This book covers the background of Hannah's family and talked at large about each of her sisters, all who were very close to one another and never married. They were well educated in a time when women were looked down upon for knowing much of any aspect of an ability of education.
Hannah More's early life was a bit free spirited and she lived a semi-worldly life, with some aspect of morality behind her decisions, but her conviction grew as she aged and her faith deepened greatly over time. She had started to realize her own admissions of vanity were not worth while after she had already been a playwright for a spell.
About halfway through this book we get to her abolitionist ways and how much she did to fight for the right of the slave's freedoms and justice. She was quite close friends with William Wilberforce and his wife for forty years and they died near the same time frame.

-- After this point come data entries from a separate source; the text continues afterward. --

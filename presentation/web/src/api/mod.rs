pub mod error;
pub mod health;
pub mod inventory;
pub mod page;
pub mod tags;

This also brings up how Hannah More was a Sunday School teacher when the practice was new and how she felt it was important to educate children to an understanding of Christ. She eventually opened up schools with her sisters for the poor and educated them in a time when there was a fear that educating the poor would bring an up-rise against the rich.
Through all of this, she also wrote several books when women authors were not too well heard of, though she had changed the whole concept of writing novels through a Christian perspective, which was not something people wanted, since that was thought as a sinful thing to do.
Basically, Hannah More brought around loads of change for women, slaves, and the poor. Go girl go.
I would have rated this book higher if it was made a little shorter, but it was again, very well done despite its yawning effects on my days.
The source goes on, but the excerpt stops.